Following the return of the children the previously stayed custody proceedings then duly went ahead. It is clear from court records exhibited before me that at an early stage the parties separate proceedings were consolidated or co-joined so as to effectively treat them as a claim and counterclaim respectively. By an Order of District Court for Warsaw dated the 13 th of December 2007 (exhibited before me as exhibit "B" to the affidavit of the applicant sworn on the 16 th of September, 2009, together with a certified translation) the applicant was granted an interim order "during the time of the court proceedings" giving him "the right to personal contact" (i.e. access) with the children on the 1 st and 3 rd weekends, respectively, of every month from 9 am to 6pm on both Saturdays and Sundays, to take place "at the place of stay of children in the presence of their mother." Further the Court resolved to decline (i.e. it refused) a cross-motion by the respondent seeking the Court's consent for the children to travel to Ireland with her between 19.12.2007 and 03.01.2008.

11

In furtherance of his application for custody the applicant sought, and, it is understood, was granted an Order from the Court (although it is not exhibited) directing an assessment of the children by an appropriate health professional, as he claims to have been extremely concerned about their welfare in the care of the respondent.

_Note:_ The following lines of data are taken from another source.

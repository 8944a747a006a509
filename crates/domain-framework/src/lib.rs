//! # Domain Framework
//!
//! This crate runs validated commands on behalf of independently configured *domains* and
//! turns the resources they return into read-only views whose relations load lazily.
//!
//! ## Architecture Overview
//!
//! The framework is split into two engines sharing a small set of leaf types:
//!
//! 1. **Operation Engine** ([`Operation`], [`Command`]) - authorization, at-most-once
//!    execution, validation and a uniform [`OperationResult`].
//! 2. **Lazy Serialization Engine** ([`Serializer`], [`View`], [`Relation`]) - scalar fields
//!    computed eagerly, references resolved on demand through nested serializers.
//!
//! Storage is consumed through the [`Query`] and [`Resource`] traits and validation through
//! the [`Contract`] trait. The framework never persists anything itself.
//!
//! ## Domains
//!
//! A [`DomainRegistry`] maps domain keys (`main`, `partner`, ...) to the namespace their
//! commands live under. It is built once at bootstrap and shared as an `Arc` with every
//! operation. Internal commands refuse to run from a domain that does not own their
//! namespace:
//!
//! ```rust
//! use domain_framework::{DomainConfig, DomainKey, DomainRegistry};
//!
//! let registry = DomainRegistry::new()
//!     .with(DomainConfig::new("main", Some("shop::backoffice")))
//!     .with(DomainConfig::new("partner", Some("shop::partner")));
//!
//! assert_eq!(registry.domain_for("shop::partner"), Some(&DomainKey::from("partner")));
//! assert_eq!(registry.domain_for("shop::reports"), Some(&DomainKey::main()));
//! ```
//!
//! ## Writing a Command
//!
//! A command declares its resource type, its contract and its serializer, and implements
//! `operate`. Any error can be returned with `?`; the engine turns it into a failure.
//! [`DomainError`]s keep their kind, everything else becomes `unspecified-error`.
//!
//! ```rust
//! use domain_framework::mock::MemoryQuery;
//! use domain_framework::{
//!     Command, Context, Contract, DomainError, DomainKey, DomainRegistry, Fault, Operation,
//!     Outcome, Params, Query, Resource, Schema, Serializer, Shape,
//! };
//! use serde_json::{json, Value};
//! use std::sync::Arc;
//!
//! #[derive(Debug, Clone)]
//! struct Book { id: u32, title: String }
//!
//! impl Resource for Book {
//!     fn model_name(&self) -> &'static str { "Book" }
//!     fn key(&self) -> Option<Value> { Some(json!(self.id)) }
//!     fn read(&self, attribute: &str) -> Option<Value> {
//!         match attribute {
//!             "id" => Some(json!(self.id)),
//!             "title" => Some(json!(self.title)),
//!             _ => None,
//!         }
//!     }
//! }
//!
//! struct FindBook { books: MemoryQuery<Book>, contract: Schema }
//!
//! impl Command for FindBook {
//!     type Resource = Book;
//!     const NAME: &'static str = "FindBook";
//!
//!     fn namespace(&self) -> &str { module_path!() }
//!     fn contract(&self) -> &dyn Contract { &self.contract }
//!     fn serializer(&self, _: Option<&DomainKey>) -> Option<Serializer<Book>> {
//!         Serializer::builder("BookSerializer").attribute("title").build().ok()
//!     }
//!     fn operate(&mut self, ctx: &Context<'_, Book>) -> Result<Outcome<Book>, Fault> {
//!         let id = ctx.params().integer("id")?;
//!         match self.books.find(&json!(id))? {
//!             Some(book) => Ok(Outcome::resource(book)),
//!             None => Err(DomainError::not_found("Not found").into()),
//!         }
//!     }
//! }
//!
//! let books = MemoryQuery::new("books", vec![Book { id: 1, title: "Dune".into() }]);
//! let command = FindBook {
//!     books,
//!     contract: Schema::new().required("id", Shape::integer().filled()),
//! };
//! let mut operation = Operation::new(
//!     command,
//!     Arc::new(DomainRegistry::new()),
//!     None,
//!     Params::new().with("id", 1),
//! );
//!
//! let result = operation.perform();
//! let view = result.value().and_then(|payload| payload.as_view()).unwrap();
//! assert_eq!(view.get("title"), Some(&json!("Dune")));
//! assert!(operation.perform().is_failure()); // already performed
//! ```
//!
//! ## Laziness
//!
//! A `reference-many` accessor returns a [`Relation`]: builders (`filter`, `order`,
//! `limit`, ...) only extend the pending query, and nothing runs until a materializer
//! (`first`, `to_vec`, ...) or an inspection call (`count`, `exists`, ...) is made. The
//! [`mock`] module counts executions so tests can assert it.
//!
//! ## Logging
//!
//! Every `perform()` runs inside a `perform` span. Call [`tracing::setup_tracing`] once at
//! startup and control verbosity with `RUST_LOG`.

pub mod error;
pub mod mock;
pub mod operation;
pub mod page;
pub mod params;
pub mod query;
pub mod registry;
pub mod relation;
pub mod resource;
pub mod result;
pub mod serializer;
pub mod tracing;
pub mod validator;
pub mod view;

// Re-export core types for convenience
pub use error::{
    DomainError, DomainErrorKind, ErrorKind, Fault, OperationError, ParamError, QueryError,
    SerializerError, ViewError,
};
pub use operation::{Command, Context, Operation, Outcome, Output};
pub use page::Page;
pub use params::Params;
pub use query::{Aggregate, Condition, Conditions, Direction, Op, OrderBy, Query};
pub use registry::{DomainConfig, DomainKey, DomainRegistry, MAIN_DOMAIN};
pub use relation::Relation;
pub use resource::Resource;
pub use result::{Meta, OperationRef, OperationResult, Payload};
pub use serializer::{AttributeKind, DomainSerializers, Serializer, SerializerBuilder};
pub use validator::{Contract, FieldErrors, Schema, Shape, Validation, Validator, ValueKind};
pub use view::View;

The applicant has stated that this assessment was due to take place on the 6 th of October 2008. However, on the 17 th of September 2008, and before the scheduled assessment could take place, the respondent abducted the children and removed them to Ireland without notice to, or the permission of, either the applicant or of the District Court in Poland.

12

Shortly after the respondent and the children arrived in Ireland the respondent sent an SMS text message to the applicant saying that she had taken the children to Ireland. However, she did not provide her exact whereabouts, and did not respond to communications from the applicant so that he was initially unable to confirm that she was telling the truth. The applicant later established through the Border Police in Warsaw that the respondent, accompanied by the children, had taken an aeroplane to Dublin on the 17 th of September 2008. The applicant subsequently, and within the 12 month period specified in Article 12 of the Hague Convention, initiated the present proceedings.

13

In the meantime, and on the 13 th of January 2009, the pending custody proceedings came up for hearing before the District Court Judge Dorota Szostak sitting in the District Court in Piaseczno, III Family and Minors Department. The case was called but there was a failure on the part of the respondent to appear....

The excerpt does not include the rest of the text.